La propuesta de Audivert es un teatro del “cómo”, un teatro que subvierta las estructuras formales y rígidas que reproducen las formas de producción históricas del capitalismo y devuelvan al actor su potencialidad compositiva poética. Pero, ¿cuáles son esas potencialidades? Esas fuerzas ocultas de carácter psíquicas que yacen inconscientes y reprimidas en el hombre individual y colectivo que desatan su plena libertad de creación; esa libertad de las que habla el surrealismo o el psicoanálisis, pero que el teatro intuyó hace más de dos mil cuatrocientos años atrás.
Para el autor, son esos procedimientos formales los que, como en el teatro de Shakespeare o el de Beckett, levantan esa sospecha identitaria. La sospecha de que la ficción pertenece a ese campo alienado que llamamos mundo real y que, por tanto, como el ritual de la teatralidad, es posible torcer el curso afiebrado, profano y autómata de ese relato que se presenta como el único posible. La sospecha de que podemos ser otros.

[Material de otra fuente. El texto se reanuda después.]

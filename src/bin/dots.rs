//! Dots and boxes simulator CLI
//!
//! - `play`: run matches between learning and baseline policies
//! - `inspect`: summarise a saved value table

use anyhow::Result;
use clap::{Parser, Subcommand};
use tracing_subscriber::EnvFilter;

#[derive(Parser)]
#[command(name = "dots")]
#[command(version, about = "Dots and boxes simulator with Q-learning agents", long_about = None)]
struct Cli {
    /// Log filter (e.g. debug, or dotsnboxes=trace); overrides RUST_LOG
    #[arg(long, global = true)]
    log_level: Option<String>,

    #[command(subcommand)]
    command: Commands,
}

#[derive(Subcommand)]
enum Commands {
    /// Run matches between policies
    Play(Box<dotsnboxes::cli::commands::play::PlayArgs>),

    /// Summarise a saved value table
    Inspect(dotsnboxes::cli::commands::inspect::InspectArgs),
}

fn init_logging(level: Option<&str>) -> Result<()> {
    let filter = match level {
        Some(level) => EnvFilter::try_new(level)?,
        None => EnvFilter::try_from_default_env().unwrap_or_else(|_| EnvFilter::new("info")),
    };
    tracing_subscriber::fmt()
        .with_env_filter(filter)
        .with_writer(std::io::stderr)
        .init();
    Ok(())
}

fn main() -> Result<()> {
    let cli = Cli::parse();
    init_logging(cli.log_level.as_deref())?;

    match cli.command {
        Commands::Play(args) => dotsnboxes::cli::commands::play::execute(*args),
        Commands::Inspect(args) => dotsnboxes::cli::commands::inspect::execute(args),
    }
}
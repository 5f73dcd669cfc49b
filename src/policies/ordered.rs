//! Deterministic baselines that always claim an extreme line

use crate::{
    Error, Result,
    ports::{Action, Policy},
};

/// Which end of the legal line set to claim
#[derive(Debug, Clone, Copy, PartialEq, Eq)]
pub enum LineOrder {
    Lowest,
    Highest,
}

/// Always claims the lowest (or highest) numbered legal line
#[derive(Debug, Clone)]
pub struct OrderedPolicy {
    name: String,
    order: LineOrder,
}

impl OrderedPolicy {
    pub fn lowest() -> Self {
        Self {
            name: "SimpleAgent".to_string(),
            order: LineOrder::Lowest,
        }
    }

    pub fn highest() -> Self {
        Self {
            name: "ReverseAgent".to_string(),
            order: LineOrder::Highest,
        }
    }

    pub fn with_name(mut self, name: impl Into<String>) -> Self {
        self.name = name.into();
        self
    }

    pub fn order(&self) -> LineOrder {
        self.order
    }
}

impl Policy for OrderedPolicy {
    fn select_action(&mut self, state: u64, available: &[usize]) -> Result<Action> {
        let line = match self.order {
            LineOrder::Lowest => available.iter().min(),
            LineOrder::Highest => available.iter().max(),
        };
        line.map(|&line| Action::Line(line))
            .ok_or(Error::NoAvailableActions { state })
    }

    fn name(&self) -> &str {
        &self.name
    }
}
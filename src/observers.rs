//! Match observers
//!
//! Subscribers that turn [`MatchEvent`]s into something a person can look
//! at: a redrawn board, a JSON Lines log or a progress bar.

use std::{
    fs::File,
    io::{BufWriter, Write},
    path::Path,
};

use indicatif::{ProgressBar, ProgressStyle};

use crate::{
    Error, Result,
    grid::render_board,
    ports::{MatchEvent, MatchObserver},
};

/// Redraws the board after every placed line
pub struct BoardPrinter<W> {
    out: W,
    names: Vec<String>,
}

impl<W: Write + Send> BoardPrinter<W> {
    pub fn new(out: W) -> Self {
        Self {
            out,
            names: Vec::new(),
        }
    }

    pub fn into_inner(self) -> W {
        self.out
    }

    fn name(&self, seat: usize) -> &str {
        self.names.get(seat).map_or("?", String::as_str)
    }
}

impl<W: Write + Send> MatchObserver for BoardPrinter<W> {
    fn publish(&mut self, event: &MatchEvent) -> Result<()> {
        match event {
            MatchEvent::MatchStarted { policies, .. } => {
                self.names = policies.clone();
            }
            MatchEvent::RoundStarted { round, starter } => {
                let name = self.name(*starter).to_string();
                writeln!(self.out, "== round {} ({name} starts)", round + 1)?;
            }
            MatchEvent::LinePlaced {
                policy,
                line,
                boxes,
                board,
                ..
            } => {
                let drawn = render_board(&board.to_board()?);
                let name = self.name(*policy).to_string();
                writeln!(self.out, "{name} claims line {line}")?;
                if *boxes > 0 {
                    writeln!(self.out, "and completes {boxes} box(es)")?;
                }
                write!(self.out, "{drawn}")?;
            }
            MatchEvent::ScoresChanged { boxes, .. } => {
                let scores: Vec<String> = boxes
                    .iter()
                    .enumerate()
                    .map(|(seat, b)| format!("{}: {b}", self.name(seat)))
                    .collect();
                writeln!(self.out, "score {}", scores.join(", "))?;
            }
            MatchEvent::RoundFinished { credited, tied, .. } => {
                let how = if *tied { " on a tie" } else { "" };
                let name = self.name(*credited).to_string();
                writeln!(self.out, "{name} takes the round{how}")?;
            }
            MatchEvent::Standings { .. } | MatchEvent::MatchFinished { .. } => {}
        }
        self.out.flush()?;
        Ok(())
    }
}

/// Writes every event as one JSON object per line
pub struct JsonlObserver<W = BufWriter<File>> {
    writer: W,
}

impl JsonlObserver {
    /// Create (or truncate) the log file at `path`.
    pub fn create<P: AsRef<Path>>(path: P) -> Result<Self> {
        let path = path.as_ref();
        let file = File::create(path).map_err(|source| Error::Io {
            operation: format!("create event log {path:?}"),
            source,
        })?;
        Ok(Self {
            writer: BufWriter::new(file),
        })
    }
}

impl<W: Write + Send> JsonlObserver<W> {
    pub fn from_writer(writer: W) -> Self {
        Self { writer }
    }

    pub fn into_inner(self) -> W {
        self.writer
    }
}

impl<W: Write + Send> MatchObserver for JsonlObserver<W> {
    fn publish(&mut self, event: &MatchEvent) -> Result<()> {
        serde_json::to_writer(&mut self.writer, event)?;
        writeln!(&mut self.writer)?;
        if matches!(event, MatchEvent::MatchFinished { .. }) {
            self.writer.flush()?;
        }
        Ok(())
    }
}

/// Progress bar over the rounds of one match
pub struct ProgressObserver {
    progress_bar: Option<ProgressBar>,
    label: String,
}

impl ProgressObserver {
    pub fn new(label: impl Into<String>) -> Self {
        Self {
            progress_bar: None,
            label: label.into(),
        }
    }
}

impl MatchObserver for ProgressObserver {
    fn publish(&mut self, event: &MatchEvent) -> Result<()> {
        match event {
            MatchEvent::MatchStarted { rounds, .. } => {
                let pb = ProgressBar::new(*rounds as u64);
                pb.set_style(
                    ProgressStyle::default_bar()
                        .template("[{elapsed_precise}] {prefix} {bar:40.cyan/blue} {pos}/{len} rounds {msg}")
                        .map_err(|e| Error::ProgressBarTemplate {
                            message: e.to_string(),
                        })?
                        .progress_chars("=>-"),
                );
                pb.set_prefix(self.label.clone());
                self.progress_bar = Some(pb);
            }
            MatchEvent::RoundFinished { .. } => {
                if let Some(pb) = &self.progress_bar {
                    pb.inc(1);
                }
            }
            MatchEvent::Standings { standings, .. } => {
                if let Some(pb) = &self.progress_bar {
                    let wins: Vec<String> = standings.iter().map(|s| s.wins.to_string()).collect();
                    pb.set_message(format!("(W {})", wins.join(":")));
                }
            }
            MatchEvent::MatchFinished { aborted, .. } => {
                if let Some(pb) = self.progress_bar.take() {
                    if *aborted {
                        pb.abandon_with_message("aborted");
                    } else {
                        pb.finish();
                    }
                }
            }
            _ => {}
        }
        Ok(())
    }
}
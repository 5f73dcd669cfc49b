//! Out-of-band cancellation of running matches

use std::sync::{
    Arc,
    atomic::{AtomicBool, Ordering},
};

/// Shared flag checked by every match between turns
///
/// Clones observe the same flag.
#[derive(Debug, Clone, Default)]
pub struct CancelToken {
    cancelled: Arc<AtomicBool>,
}

impl CancelToken {
    pub fn new() -> Self {
        Self::default()
    }

    pub fn cancel(&self) {
        self.cancelled.store(true, Ordering::SeqCst);
    }

    pub fn is_cancelled(&self) -> bool {
        self.cancelled.load(Ordering::SeqCst)
    }
}
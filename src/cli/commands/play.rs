//! Play command - Run matches between policies

use std::{
    fs::File,
    io,
    path::{Path, PathBuf},
};

use anyhow::{Context, Result, bail};
use clap::{Parser, ValueEnum};
use serde::Serialize;
use tracing::{error, info, warn};

use crate::{
    app::{AppContext, Backend, PolicySpec, ShutdownReport, SimulationConfig},
    cli::output::{print_kv, print_match_result, print_section},
    engine::{CancelToken, MatchResult},
    observers::{BoardPrinter, JsonlObserver, ProgressObserver},
    q_learning::SuccessorValue,
};

#[derive(Debug, Clone, Copy, PartialEq, Eq, ValueEnum)]
pub enum SuccessorArg {
    /// Maximum over every action of the next state
    Table,
    /// Maximum over the lines still open in the next state
    Legal,
}

impl From<SuccessorArg> for SuccessorValue {
    fn from(arg: SuccessorArg) -> Self {
        match arg {
            SuccessorArg::Table => SuccessorValue::TableMax,
            SuccessorArg::Legal => SuccessorValue::LegalMax,
        }
    }
}

#[derive(Parser, Debug)]
#[command(about = "Run matches between policies")]
pub struct PlayArgs {
    /// Policy spec, given once per policy; consecutive pairs play a match
    /// (e.g. QLearningAgent:true:q1.dat:0.5:0.8:0.1, SimpleAgent, RandomAgent)
    #[arg(long = "agent", short = 'a')]
    pub agents: Vec<PolicySpec>,

    /// Rounds per match
    #[arg(long, short = 'r')]
    pub rounds: Option<usize>,

    /// Dots per row
    #[arg(long)]
    pub width: Option<usize>,

    /// Dots per column
    #[arg(long)]
    pub height: Option<usize>,

    /// Log standings every this many rounds
    #[arg(long)]
    pub results_interval: Option<usize>,

    /// Random seed for reproducibility
    #[arg(long)]
    pub seed: Option<u64>,

    /// Value table backend (dense or mapped)
    #[arg(long)]
    pub backend: Option<Backend>,

    /// Directory holding value tables
    #[arg(long)]
    pub table_dir: Option<PathBuf>,

    /// Reward per completed box
    #[arg(long)]
    pub box_reward: Option<f32>,

    /// Successor value used by learning policies
    #[arg(long, value_enum)]
    pub successor: Option<SuccessorArg>,

    /// Draw the board after every line
    #[arg(long)]
    pub show_board: bool,

    /// Write match events as JSON Lines to this file
    #[arg(long)]
    pub events: Option<PathBuf>,

    /// Show a progress bar per match
    #[arg(long)]
    pub progress: bool,

    /// Write a JSON summary of all matches to this file
    #[arg(long)]
    pub summary: Option<PathBuf>,

    /// Read the simulation from a JSON config; flags override its values
    #[arg(long)]
    pub config: Option<PathBuf>,
}

impl PlayArgs {
    /// Merge the config file (if any) with the command-line flags.
    pub fn to_config(&self) -> Result<SimulationConfig> {
        let mut config = match &self.config {
            Some(path) => SimulationConfig::from_json_file(path)
                .with_context(|| format!("Failed to read config {}", path.display()))?,
            None => SimulationConfig::default(),
        };

        if !self.agents.is_empty() {
            config.policies = self.agents.clone();
        }
        if let Some(rounds) = self.rounds {
            config.rounds = rounds;
        }
        if let Some(width) = self.width {
            config.width = width;
        }
        if let Some(height) = self.height {
            config.height = height;
        }
        if let Some(interval) = self.results_interval {
            config.report_interval = Some(interval).filter(|&i| i > 0);
        }
        if let Some(seed) = self.seed {
            config.seed = Some(seed);
        }
        if let Some(backend) = self.backend {
            config.backend = backend;
        }
        if let Some(dir) = &self.table_dir {
            config.table_dir = Some(dir.clone());
        }
        if let Some(box_reward) = self.box_reward {
            config.box_reward = box_reward;
        }
        if let Some(successor) = self.successor {
            config.successor = successor.into();
        }

        Ok(config)
    }
}

#[derive(Serialize)]
struct MatchSummary {
    index: usize,
    policies: Vec<String>,
    result: Option<MatchResult>,
    error: Option<String>,
}

#[derive(Serialize)]
struct Summary<'a> {
    config: &'a SimulationConfig,
    matches: Vec<MatchSummary>,
    shutdown: &'a ShutdownReport,
}

/// `events.jsonl` becomes `events-2.jsonl` for the second of several matches.
fn indexed_path(path: &Path, index: usize, count: usize) -> PathBuf {
    if count <= 1 {
        return path.to_path_buf();
    }
    let stem = path
        .file_stem()
        .map(|s| s.to_string_lossy().into_owned())
        .unwrap_or_default();
    let name = match path.extension() {
        Some(ext) => format!("{stem}-{}.{}", index + 1, ext.to_string_lossy()),
        None => format!("{stem}-{}", index + 1),
    };
    path.with_file_name(name)
}

/// React to an interrupt: the first cancels the matches so tables get
/// saved, a second one asks for an immediate exit (returns `true`).
fn on_interrupt(cancel: &CancelToken) -> bool {
    if cancel.is_cancelled() {
        return true;
    }
    warn!("interrupted, stopping matches after the current turn");
    cancel.cancel();
    false
}

/// Cancel running matches on Ctrl-C instead of dying with unsaved tables.
pub fn install_interrupt_handler(cancel: CancelToken) -> Result<()> {
    ctrlc::set_handler(move || {
        if on_interrupt(&cancel) {
            eprintln!("\nInterrupted twice, exiting without saving value tables");
            std::process::exit(130);
        }
    })
    .context("Failed to set Ctrl-C handler")
}

pub fn execute(args: PlayArgs) -> Result<()> {
    let config = args.to_config()?;
    config.validate().context("Invalid simulation configuration")?;

    let app = AppContext::from_config(&config);
    let num_matches = config.policies.len() / 2;

    print_section("Dots and boxes");
    print_kv("Grid", &format!("{}x{}", config.width, config.height));
    print_kv("Rounds", &config.rounds.to_string());
    print_kv("Matches", &num_matches.to_string());
    print_kv("Backend", app.store().kind());
    if let Some(seed) = config.seed {
        print_kv("Seed", &seed.to_string());
    }

    let mut matches = Vec::with_capacity(num_matches);
    for index in 0..num_matches {
        let mut game = match app.build_match(&config, index) {
            Ok(game) => game,
            Err(err) => {
                error!(%err, "could not set up match {}", index + 1);
                return Err(err).with_context(|| format!("Failed to set up match {}", index + 1));
            }
        };

        if args.show_board {
            game = game.with_observer(Box::new(BoardPrinter::new(io::stdout())));
        }
        if let Some(path) = &args.events {
            let path = indexed_path(path, index, num_matches);
            let observer = JsonlObserver::create(&path)
                .with_context(|| format!("Failed to create event log {}", path.display()))?;
            game = game.with_observer(Box::new(observer));
        }
        if args.progress {
            let label = game.label().to_string();
            game = game.with_observer(Box::new(ProgressObserver::new(label)));
        }
        matches.push(game);
    }

    let labels: Vec<Vec<String>> = config
        .pairings()
        .map(|pair| pair.iter().map(ToString::to_string).collect())
        .collect();

    install_interrupt_handler(app.cancel_token())?;
    info!(matches = num_matches, rounds = config.rounds, "starting simulation");
    let results = app.run_matches(matches);
    let report = app.shutdown();

    print_section("Results");
    let mut summaries = Vec::with_capacity(results.len());
    let mut failures = 0;
    for (index, (result, policies)) in results.into_iter().zip(labels).enumerate() {
        let summary = match result {
            Ok(result) => {
                print_match_result(index, &result);
                MatchSummary {
                    index,
                    policies,
                    result: Some(result),
                    error: None,
                }
            }
            Err(err) => {
                failures += 1;
                error!(%err, "match {} failed", index + 1);
                MatchSummary {
                    index,
                    policies,
                    result: None,
                    error: Some(err.to_string()),
                }
            }
        };
        summaries.push(summary);
    }

    for (table, err) in &report.failed {
        eprintln!("Could not save value table {table}: {err}");
    }

    if let Some(path) = &args.summary {
        let summary = Summary {
            config: &config,
            matches: summaries,
            shutdown: &report,
        };
        let file = File::create(path)
            .with_context(|| format!("Failed to create summary {}", path.display()))?;
        serde_json::to_writer_pretty(file, &summary).context("Failed to write summary")?;
        println!("\nSummary written to {}", path.display());
    }

    if failures > 0 {
        bail!("{failures} of {num_matches} matches failed");
    }
    Ok(())
}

No es una propuesta existencial barata. Es la propuesta de que ese estado extático y real de la teatralidad, esos que dieron origen a las procesiones dionisiacas, los ditirambos pero también a los carnavales rioplatenses, llevan el mismo germen exorcizante y catártico de los estallidos colectivos que engendran nuevas identidades sociales.
La situación del teatro independiente argentino ha generado las condiciones propicias para que cada vez sea más preferible y rentable el formato del unipersonal. Una pretensión más económica que artística. Pero el unipersonal de Audivert es revolucionario porque su forma de producción artística compone siete máscaras teatrales con voces, corporalidades e identidades distintas perfectamente distinguibles. Un solo cuerpo habitado por siete seres que se precipitan a la tragedia es un cuestionamiento determinante hacia la identidad del artista y el espectador.
Ya las primeras melodías de Claudio Peña, el violonchelista que acompaña con música en vivo a Audivert, enciende alarmas de nuestros oídos educados en la neurosis. Cuerdas y campanas en clave hipnóticas crean la atmósfera propicia para que las Brujas Fatídicas sean quienes abran la primera escena y, como en las obras de Beckett, se pregunten amnésicas quiénes son y por qué están ahí.
Las Brujas sostienen sospechas sobre el carácter teatral del páramo de huesos por el que cabalgan Macbeth y Banquo, así como sospechas sobre las ambiciones secretas y enmascaradas que Macbeth tiene respecto de la corona. Las Brujas no confunden a Macbeth, sólo ofrecen en forma de vaticinio la posibilidad de develar su oculta y traidora identidad. En este punto es sumamente notable cómo Audivert precipita a Macbeth hacia la tragedia en la medida que lo sobreidentifica con la corona. Las certezas paranoicas sobre su identidad, sobre su máscara definitiva, son su verdadera tragedia.
Habitación Macbeth es una invitación para experimentar la conmoción ante otra identidad. Un ofrecimiento a “embicharnos” y liberar colectivamente afectos propios. “A veces es mejor enmascarar la propia angustia y dirigirla a los fines de la escena y así sentirnos más aliviados”, le dice Lady Macbeth a su esposo en una clase magistral de actuación y dirección teatral. Como la de los antiguos griegos o la de Shakespeare, el ritual de Audivert ofrece una catarsis a la vieja usanza.